Lowry dispuso de inmediato diversas medidas procesales pero el fallecimiento del contraalmirante Bartolomé Leónidas Cordero, jefe del estado mayor de la marina, el 5 de septiembre de 1892, demoró su diligenciamiento. El 11 de septiembre La Prensa se preguntaba porqué mientras Lowry "...promueve nuevas diligencias, el presidente de la República solicita que le lleven el expediente a su despacho para leerlo. Y entretanto, en los círculos navales se habla del asunto y los rumores que de allí parten trascienden en los corrillos sociales. Allí se mira con extrañeza la pesada marcha de la causa y se insinúa con reservas y precauciones que en el sumario hay declaraciones contradictorias sobre puntos capitales y sobre pormenores de importancia como indicios concurrentes al esclarecimiento de los hechos principales. Entre estos rumores corre el que no hay uniformidad en las declaraciones sobre la forma de la balsa, sobre su capacidad, sobre la manera de lanzarla al agua, sobre el número de hombres embarcados en ella.(...) Por el honor de la marina argentina y por el de los jefes y oficiales y demás salvados de la catástrofe, pedimos que la causa sea conducida con vigor y con la mayor actividad llevándola hasta el período del debate público, como lo es el plenario. Todos, sin excepción, estamos interesados patrióticamente en que el proceso se forme en regla y que la luz plena surja en todo su esplendor, sea iluminando inocentes, como lo deseamos y debemos esperarlo, sea señalando culpas u omisiones, si hubieran sido cometidas".

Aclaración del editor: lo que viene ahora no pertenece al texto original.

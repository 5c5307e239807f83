//! Job domain types.

use std::fmt;
use std::path::PathBuf;
use std::str::FromStr;

use chrono::{DateTime, Utc};
use serde::{Deserialize, Serialize};

use crate::encoder::EncodeParams;
use crate::stage::MediaRef;
use crate::worker::{HardwareAccel, WorkerClass, WorkerPreference};

/// Pipeline position of a job.
#[derive(Debug, Clone, Copy, PartialEq, Eq, Hash, PartialOrd, Ord, Serialize, Deserialize)]
#[serde(rename_all = "snake_case")]
pub enum Stage {
    Acquire,
    Extract,
    Encode,
    Identify,
    Organize,
    Done,
    Failed,
}

impl Stage {
    /// Work stages in execution order.
    pub const PIPELINE: [Stage; 5] = [
        Stage::Acquire,
        Stage::Extract,
        Stage::Encode,
        Stage::Identify,
        Stage::Organize,
    ];

    pub fn as_str(&self) -> &'static str {
        match self {
            Stage::Acquire => "acquire",
            Stage::Extract => "extract",
            Stage::Encode => "encode",
            Stage::Identify => "identify",
            Stage::Organize => "organize",
            Stage::Done => "done",
            Stage::Failed => "failed",
        }
    }

    pub fn is_terminal(&self) -> bool {
        matches!(self, Stage::Done | Stage::Failed)
    }

    /// The work stage after this one, `None` after Organize and for
    /// terminal stages.
    pub fn next(&self) -> Option<Stage> {
        match self {
            Stage::Acquire => Some(Stage::Extract),
            Stage::Extract => Some(Stage::Encode),
            Stage::Encode => Some(Stage::Identify),
            Stage::Identify => Some(Stage::Organize),
            Stage::Organize | Stage::Done | Stage::Failed => None,
        }
    }

    /// Error kind reported when a collaborator fails without naming one.
    pub fn default_error_kind(&self) -> ErrorKind {
        match self {
            Stage::Acquire => ErrorKind::AcquireError,
            Stage::Extract => ErrorKind::ExtractionError,
            Stage::Encode => ErrorKind::EncodeError,
            Stage::Identify => ErrorKind::IdentifyError,
            Stage::Organize | Stage::Done | Stage::Failed => ErrorKind::OrganizeError,
        }
    }
}

impl fmt::Display for Stage {
    fn fmt(&self, f: &mut fmt::Formatter<'_>) -> fmt::Result {
        f.write_str(self.as_str())
    }
}

impl FromStr for Stage {
    type Err = String;

    fn from_str(s: &str) -> Result<Self, Self::Err> {
        match s {
            "acquire" => Ok(Stage::Acquire),
            "extract" => Ok(Stage::Extract),
            "encode" => Ok(Stage::Encode),
            "identify" => Ok(Stage::Identify),
            "organize" => Ok(Stage::Organize),
            "done" => Ok(Stage::Done),
            "failed" => Ok(Stage::Failed),
            other => Err(format!("unknown stage: {}", other)),
        }
    }
}

/// Status of the job within its current stage.
#[derive(Debug, Clone, Copy, PartialEq, Eq, Hash, Serialize, Deserialize)]
#[serde(rename_all = "snake_case")]
pub enum StageStatus {
    Pending,
    Running,
    Succeeded,
    Failed,
    AwaitingRetry,
}

impl StageStatus {
    pub fn as_str(&self) -> &'static str {
        match self {
            StageStatus::Pending => "pending",
            StageStatus::Running => "running",
            StageStatus::Succeeded => "succeeded",
            StageStatus::Failed => "failed",
            StageStatus::AwaitingRetry => "awaiting_retry",
        }
    }
}

impl fmt::Display for StageStatus {
    fn fmt(&self, f: &mut fmt::Formatter<'_>) -> fmt::Result {
        f.write_str(self.as_str())
    }
}

impl FromStr for StageStatus {
    type Err = String;

    fn from_str(s: &str) -> Result<Self, Self::Err> {
        match s {
            "pending" => Ok(StageStatus::Pending),
            "running" => Ok(StageStatus::Running),
            "succeeded" => Ok(StageStatus::Succeeded),
            "failed" => Ok(StageStatus::Failed),
            "awaiting_retry" => Ok(StageStatus::AwaitingRetry),
            other => Err(format!("unknown status: {}", other)),
        }
    }
}

/// Failure classification shared by stage collaborators and worker clients.
#[derive(Debug, Clone, Copy, PartialEq, Eq, Hash, Serialize, Deserialize)]
#[serde(rename_all = "snake_case")]
pub enum ErrorKind {
    /// Could not reach or talk to a worker.
    TransportError,
    /// The worker ran the encode and it failed.
    EncodeError,
    /// An encode exceeded its deadline or stalled.
    Timeout,
    ExtractionError,
    /// Identify found no match or several equally good ones.
    IdentifyAmbiguous,
    Cancelled,
    AcquireError,
    IdentifyError,
    OrganizeError,
}

impl ErrorKind {
    pub fn as_str(&self) -> &'static str {
        match self {
            ErrorKind::TransportError => "transport_error",
            ErrorKind::EncodeError => "encode_error",
            ErrorKind::Timeout => "timeout",
            ErrorKind::ExtractionError => "extraction_error",
            ErrorKind::IdentifyAmbiguous => "identify_ambiguous",
            ErrorKind::Cancelled => "cancelled",
            ErrorKind::AcquireError => "acquire_error",
            ErrorKind::IdentifyError => "identify_error",
            ErrorKind::OrganizeError => "organize_error",
        }
    }
}

impl fmt::Display for ErrorKind {
    fn fmt(&self, f: &mut fmt::Formatter<'_>) -> fmt::Result {
        f.write_str(self.as_str())
    }
}

/// Error recorded on a job.
#[derive(Debug, Clone, PartialEq, Eq, Serialize, Deserialize)]
pub struct ErrorDescriptor {
    pub kind: ErrorKind,
    pub message: String,
}

impl ErrorDescriptor {
    pub fn new(kind: ErrorKind, message: impl Into<String>) -> Self {
        let message = message.into();
        let message = if message.trim().is_empty() {
            kind.as_str().to_string()
        } else {
            message
        };
        Self { kind, message }
    }
}

/// Counted attempts per work stage.
#[derive(Debug, Clone, Copy, Default, PartialEq, Eq, Serialize, Deserialize)]
pub struct StageAttempts {
    #[serde(default)]
    pub acquire: u32,
    #[serde(default)]
    pub extract: u32,
    #[serde(default)]
    pub encode: u32,
    #[serde(default)]
    pub identify: u32,
    #[serde(default)]
    pub organize: u32,
}

impl StageAttempts {
    pub fn get(&self, stage: Stage) -> u32 {
        match stage {
            Stage::Acquire => self.acquire,
            Stage::Extract => self.extract,
            Stage::Encode => self.encode,
            Stage::Identify => self.identify,
            Stage::Organize => self.organize,
            Stage::Done | Stage::Failed => 0,
        }
    }

    /// Increment and return the new count. Terminal stages are ignored.
    pub fn increment(&mut self, stage: Stage) -> u32 {
        let slot = match stage {
            Stage::Acquire => &mut self.acquire,
            Stage::Extract => &mut self.extract,
            Stage::Encode => &mut self.encode,
            Stage::Identify => &mut self.identify,
            Stage::Organize => &mut self.organize,
            Stage::Done | Stage::Failed => return 0,
        };
        *slot += 1;
        *slot
    }
}

/// Archive password candidate, tried in descending priority.
#[derive(Debug, Clone, PartialEq, Eq, Serialize, Deserialize)]
pub struct PasswordCandidate {
    pub password: String,
    #[serde(default)]
    pub priority: i32,
}

/// Per-job settings given at enqueue time.
#[derive(Debug, Clone, Default, PartialEq, Serialize, Deserialize)]
pub struct JobOptions {
    /// Overrides the configured default worker preference.
    #[serde(default)]
    pub encode_preference: Option<WorkerPreference>,
    /// Only workers offering this acceleration may encode the job.
    #[serde(default)]
    pub required_accel: Option<HardwareAccel>,
    #[serde(default)]
    pub password_candidates: Vec<PasswordCandidate>,
    /// Overrides the configured default encode parameters.
    #[serde(default)]
    pub encode: Option<EncodeParams>,
    /// Overrides the organizer's library root.
    #[serde(default)]
    pub dest_dir: Option<PathBuf>,
    /// Higher runs first.
    #[serde(default)]
    pub priority: i32,
}

impl JobOptions {
    /// Password candidates ordered by descending priority, stable for ties.
    pub fn ordered_passwords(&self) -> Vec<String> {
        let mut candidates = self.password_candidates.clone();
        candidates.sort_by(|a, b| b.priority.cmp(&a.priority));
        candidates.into_iter().map(|c| c.password).collect()
    }
}

/// Encode stage bookkeeping.
#[derive(Debug, Clone, PartialEq, Eq, Serialize, Deserialize)]
pub struct EncodeState {
    /// Current worker preference; flipped on fallback.
    pub preference: WorkerPreference,
    /// Whether the class switch has been spent.
    #[serde(default)]
    pub fallback_used: bool,
    /// Counted attempts on the current class.
    #[serde(default)]
    pub class_attempts: u32,
    /// Consecutive transport failures since the last counted outcome.
    #[serde(default)]
    pub transport_failures: u32,
    #[serde(default)]
    pub last_worker_class: Option<WorkerClass>,
}

impl EncodeState {
    pub fn new(preference: WorkerPreference) -> Self {
        Self {
            preference,
            fallback_used: false,
            class_attempts: 0,
            transport_failures: 0,
            last_worker_class: None,
        }
    }

    pub fn fallback_available(&self) -> bool {
        !self.fallback_used && self.preference.allows_fallback()
    }
}

/// Outputs produced by finished stages.
#[derive(Debug, Clone, Default, PartialEq, Serialize, Deserialize)]
pub struct JobArtifacts {
    #[serde(default, skip_serializing_if = "Option::is_none")]
    pub acquired: Option<MediaRef>,
    #[serde(default, skip_serializing_if = "Option::is_none")]
    pub extracted: Option<MediaRef>,
    #[serde(default, skip_serializing_if = "Option::is_none")]
    pub encoded: Option<MediaRef>,
    #[serde(default, skip_serializing_if = "Option::is_none")]
    pub metadata: Option<serde_json::Value>,
    #[serde(default, skip_serializing_if = "Option::is_none")]
    pub placed: Option<MediaRef>,
}

impl JobArtifacts {
    /// Most processed media produced so far.
    pub fn current_media(&self) -> Option<&MediaRef> {
        self.encoded
            .as_ref()
            .or(self.extracted.as_ref())
            .or(self.acquired.as_ref())
    }
}

/// Last progress reported by an encoding worker.
#[derive(Debug, Clone, PartialEq, Serialize, Deserialize)]
pub struct EncodeProgress {
    pub worker_id: String,
    pub percent: f32,
    #[serde(default)]
    pub eta_secs: Option<u64>,
    pub updated_at: DateTime<Utc>,
}

/// One media item's progress through the pipeline.
#[derive(Debug, Clone, PartialEq, Serialize, Deserialize)]
pub struct Job {
    pub id: String,
    pub source_ref: String,
    pub stage: Stage,
    pub status: StageStatus,
    pub attempts: StageAttempts,
    /// Set only while Encode is running.
    pub assigned_worker: Option<String>,
    pub last_error: Option<ErrorDescriptor>,
    /// Stage the job was in when it failed.
    pub failed_stage: Option<Stage>,
    pub next_attempt_at: Option<DateTime<Utc>>,
    pub options: JobOptions,
    pub encode: EncodeState,
    pub artifacts: JobArtifacts,
    pub progress: Option<EncodeProgress>,
    pub created_at: DateTime<Utc>,
    pub updated_at: DateTime<Utc>,
}

impl Job {
    /// New job at Acquire/Pending.
    pub fn new(
        source_ref: impl Into<String>,
        options: JobOptions,
        default_preference: WorkerPreference,
        now: DateTime<Utc>,
    ) -> Self {
        let preference = options.encode_preference.unwrap_or(default_preference);
        Self {
            id: uuid::Uuid::new_v4().to_string(),
            source_ref: source_ref.into(),
            stage: Stage::Acquire,
            status: StageStatus::Pending,
            attempts: StageAttempts::default(),
            assigned_worker: None,
            last_error: None,
            failed_stage: None,
            next_attempt_at: None,
            options,
            encode: EncodeState::new(preference),
            artifacts: JobArtifacts::default(),
            progress: None,
            created_at: now,
            updated_at: now,
        }
    }

    pub fn is_terminal(&self) -> bool {
        self.stage.is_terminal()
    }

    /// Whether the scheduler may start the current stage at `now`.
    pub fn is_due(&self, now: DateTime<Utc>) -> bool {
        match self.status {
            StageStatus::Pending => !self.is_terminal(),
            StageStatus::AwaitingRetry => self.next_attempt_at.map_or(true, |at| at <= now),
            _ => false,
        }
    }
}

#[cfg(test)]
mod tests {
    use super::*;

    #[test]
    fn test_stage_order() {
        assert_eq!(Stage::Acquire.next(), Some(Stage::Extract));
        assert_eq!(Stage::Identify.next(), Some(Stage::Organize));
        assert_eq!(Stage::Organize.next(), None);
        assert_eq!(Stage::Failed.next(), None);
        assert!(Stage::Done.is_terminal());
        assert!(!Stage::Encode.is_terminal());
    }

    #[test]
    fn test_stage_from_str_roundtrip() {
        for stage in Stage::PIPELINE {
            assert_eq!(stage.as_str().parse::<Stage>().unwrap(), stage);
        }
        assert!("nope".parse::<Stage>().is_err());
    }

    #[test]
    fn test_status_serde_uses_snake_case() {
        let json = serde_json::to_string(&StageStatus::AwaitingRetry).unwrap();
        assert_eq!(json, "\"awaiting_retry\"");
    }

    #[test]
    fn test_error_descriptor_never_empty() {
        let desc = ErrorDescriptor::new(ErrorKind::EncodeError, "  ");
        assert_eq!(desc.message, "encode_error");
    }

    #[test]
    fn test_attempts_increment() {
        let mut attempts = StageAttempts::default();
        assert_eq!(attempts.increment(Stage::Extract), 1);
        assert_eq!(attempts.increment(Stage::Extract), 2);
        assert_eq!(attempts.get(Stage::Extract), 2);
        assert_eq!(attempts.get(Stage::Encode), 0);
        assert_eq!(attempts.increment(Stage::Done), 0);
    }

    #[test]
    fn test_new_job_starts_at_acquire_pending() {
        let job = Job::new("/tmp/a.mkv", JobOptions::default(), WorkerPreference::PreferRemote, Utc::now());
        assert_eq!(job.stage, Stage::Acquire);
        assert_eq!(job.status, StageStatus::Pending);
        assert!(job.is_due(Utc::now()));
    }

    #[test]
    fn test_option_preference_overrides_default() {
        let options = JobOptions {
            encode_preference: Some(WorkerPreference::ServerOnly),
            ..Default::default()
        };
        let job = Job::new("x", options, WorkerPreference::PreferRemote, Utc::now());
        assert_eq!(job.encode.preference, WorkerPreference::ServerOnly);
        assert!(!job.encode.fallback_available());
    }

    #[test]
    fn test_ordered_passwords() {
        let options = JobOptions {
            password_candidates: vec![
                PasswordCandidate { password: "low".into(), priority: 0 },
                PasswordCandidate { password: "high".into(), priority: 10 },
                PasswordCandidate { password: "low2".into(), priority: 0 },
            ],
            ..Default::default()
        };
        assert_eq!(options.ordered_passwords(), vec!["high", "low", "low2"]);
    }

    #[test]
    fn test_awaiting_retry_due_after_deadline() {
        let now = Utc::now();
        let mut job = Job::new("x", JobOptions::default(), WorkerPreference::PreferRemote, now);
        job.status = StageStatus::AwaitingRetry;
        job.next_attempt_at = Some(now + chrono::Duration::seconds(30));
        assert!(!job.is_due(now));
        assert!(job.is_due(now + chrono::Duration::seconds(30)));
    }
}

El 13 de septiembre de 1892, La Nación publicó declaraciones formuladas en La Plata por el marinero italiano Antonio Batalla, quien afirmaba ser uno de los sobrevivientes del Rosales y contradecía el parte del capitán Funes y las declaraciones periodísticas de Victorica e Irizar.

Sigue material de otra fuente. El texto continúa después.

/// Size and hex SHA-256 of a file.
async fn file_digest(path: &Path) -> std::io::Result<(u64, String)> {
    let mut file = File::open(path).await?;
    let mut hasher = Sha256::new();
    let mut buffer = vec![0u8; 1024 * 1024];
    let mut total = 0u64;
    loop {
        let n = file.read(&mut buffer).await?;
        if n == 0 {
            break;
        }
        hasher.update(&buffer[..n]);
        total += n as u64;
    }
    Ok((total, format!("{:x}", hasher.finalize())))
}

#[async_trait]
impl EncodingWorkerClient for RemoteEncoderClient {
    fn worker_id(&self) -> &str {
        &self.config.id
    }

    async fn health(&self) -> Result<(), EncoderError> {
        self.send(self.request(Method::GET, "/api/health")).await?;
        Ok(())
    }

    async fn submit(&self, request: EncodeRequest) -> Result<EncodeHandle, EncoderError> {
        let input = &request.input.path;
        let (size_bytes, sha256) = file_digest(input).await.map_err(|e| {
            if e.kind() == std::io::ErrorKind::NotFound {
                EncoderError::InputNotFound {
                    path: input.clone(),
                }
            } else {
                EncoderError::Io(e)
            }
        })?;

        let output_name = request.output_file_name();
        let body = RegisterJobRequest {
            job_id: &request.job_id,
            file_name: request.input.file_name(),
            size_bytes,
            sha256,
            parameters: &request.params,
            accel: request.accel,
        };
        let registered: RegisterJobResponse = self
            .send(self.request(Method::POST, "/api/jobs").json(&body))
            .await?
            .json()
            .await
            .map_err(|e| self.transport(format!("invalid register response: {}", e)))?;

        let handle = EncodeHandle {
            worker_id: self.config.id.clone(),
            job_ref: registered.id,
            token: Some(registered.token),
            output_name,
        };

        let started = async {
            self.upload_input(&handle, input).await?;
            self.send(self.job_request(Method::POST, &handle, "/start"))
                .await
                .map(|_| ())
        }
        .await;

        if let Err(e) = started {
            warn!(
                worker_id = %self.config.id,
                job_ref = %handle.job_ref,
                error = %e,
                "Remote submit failed after registration, discarding remote job"
            );
            let _ = self.cancel(&handle).await;
            return Err(e);
        }

        info!(
            worker_id = %self.config.id,
            job_id = %request.job_id,
            job_ref = %handle.job_ref,
            size_bytes,
            "Remote encode started"
        );
        Ok(handle)
    }

    async fn poll(&self, handle: &EncodeHandle) -> Result<EncodePoll, EncoderError> {
        let status = self.job_status(handle).await?;
        Ok(EncodePoll {
            status: status.status,
            progress_percent: status.progress_percent,
            eta_secs: status.eta_secs,
            message: status.error,
        })
    }

    async fn cancel(&self, handle: &EncodeHandle) -> Result<(), EncoderError> {
        let response = self
            .send_raw(self.job_request(Method::DELETE, handle, ""))
            .await?;
        let status = response.status();
        if status.is_success() || status == StatusCode::NOT_FOUND {
            Ok(())
        } else if status.is_server_error() {
            Err(self.transport(format!("cancel returned {}", status)))
        } else {
            Err(EncoderError::encode_failed(
                format!("cancel rejected with {}", status),
                None,
            ))
        }
    }

    async fn retrieve_output(
        &self,
        handle: &EncodeHandle,
        dest_dir: &Path,
    ) -> Result<MediaRef, EncoderError> {
        let status = self.job_status(handle).await?;
        if status.status != EncodeStatus::Succeeded {
            return Err(EncoderError::encode_failed(
                format!("remote encode is {:?}, no output to retrieve", status.status),
                status.error,
            ));
        }

        tokio::fs::create_dir_all(dest_dir).await?;
        let destination = dest_dir.join(&handle.output_name);
        match self.download_output(handle, &status, &destination).await {
            Ok(size) => Ok(MediaRef::new(destination).with_size(size)),
            Err(e) => {
                let _ = tokio::fs::remove_file(&destination).await;
                Err(e)
            }
        }
    }
}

Batalla afirmaba que la balsa no había existido y que antes de abandonar el buque, Funes ordenó al contramaestre encerrar a los tripulantes que carecían de botes en la bodega, lo que hizo acompañado por la oficialidad, revólver en mano. Una vez embarcados los oficiales y los escasos tripulantes elegidos para su lancha, se negaron a permitir abordar al contramaestre, quien insistió en ir en la misma lancha alegando el estado de enfermedad en que se encontraba hasta que fue muerto de un balazo por otro oficial. En ese momento Batalla intentó subir a la lancha de los oficiales y fue herido de un hachazo en la pierna, pero finalmente se lo conservó a bordo.

Afirmaba también que había llegado a ver como la otra lancha se desprendía del buque antes de hundirse. El resto de su declaración, hasta el momento de la llegada a Buenos Aires, coincidía con las reseñas periodísticas. Finalmente, afirmaba haber permanecido detenido hasta el 5 de agosto cuando fue destinado al monitor El Plata como foguista.

Pero La Nación había cometido un grave y embarazoso error. En su edición del 14 de septiembre reconocía haber "sido inducidos a error al atribuir a Batalla a Battaglia, el que ha sido foguista de la Rosales, las referencias que publicamos ayer." aunque continuaba abonando la duda al afirmar que "El Battaglia verdadero fue aprehendido en esta ciudad y se halla detenido en la prefectura marítima, pero parece que durante el tiempo en que ha estado en libertad ha hecho a varias personas más o menos las mismas revelaciones que se han hecho públicas."

Mientras que el teniente de fragata Pedro Mohorade solicitaba al Estado Mayor de la Marina que se investigara de inmediato las manifestaciones atribuidas al foguista Battaglia, Jorge Victorica retó a duelo a Bartolomé Mitre Vedia, director de La Nación, nombrando padrinos a Valentín Virasoro y al coronel Mariano Espina. Mitre y Vedia nombró por su parte a José María Gutiérrez y Guillermo Udaondo. Finalmente los padrinos acudieron a un tribunal de honor integrado por Roque Sáenz Peña y Francisco Alcobendas, quienes juzgaron que no correspondía duelo alguno por no existir intención de injuriar.

Battaglia, quien se hallaba efectivamente preso acusado de desertor tras ser encontrado en una cervecería donde trabajaba como cocinero, fue entrevistado por la prensa y tras justificar su deserción "para no morirme de hambre porque en la marina no me pagan el sueldo" se negó a ratificar las acusaciones publicadas en La Nación aunque cuando se le preguntó si había visto construir la balsa contestó "yo no la vi porque estaba abajo con las bombas" y confirmaba que se había salvado "arrojándome al mar y prendiéndome de un borde del bote".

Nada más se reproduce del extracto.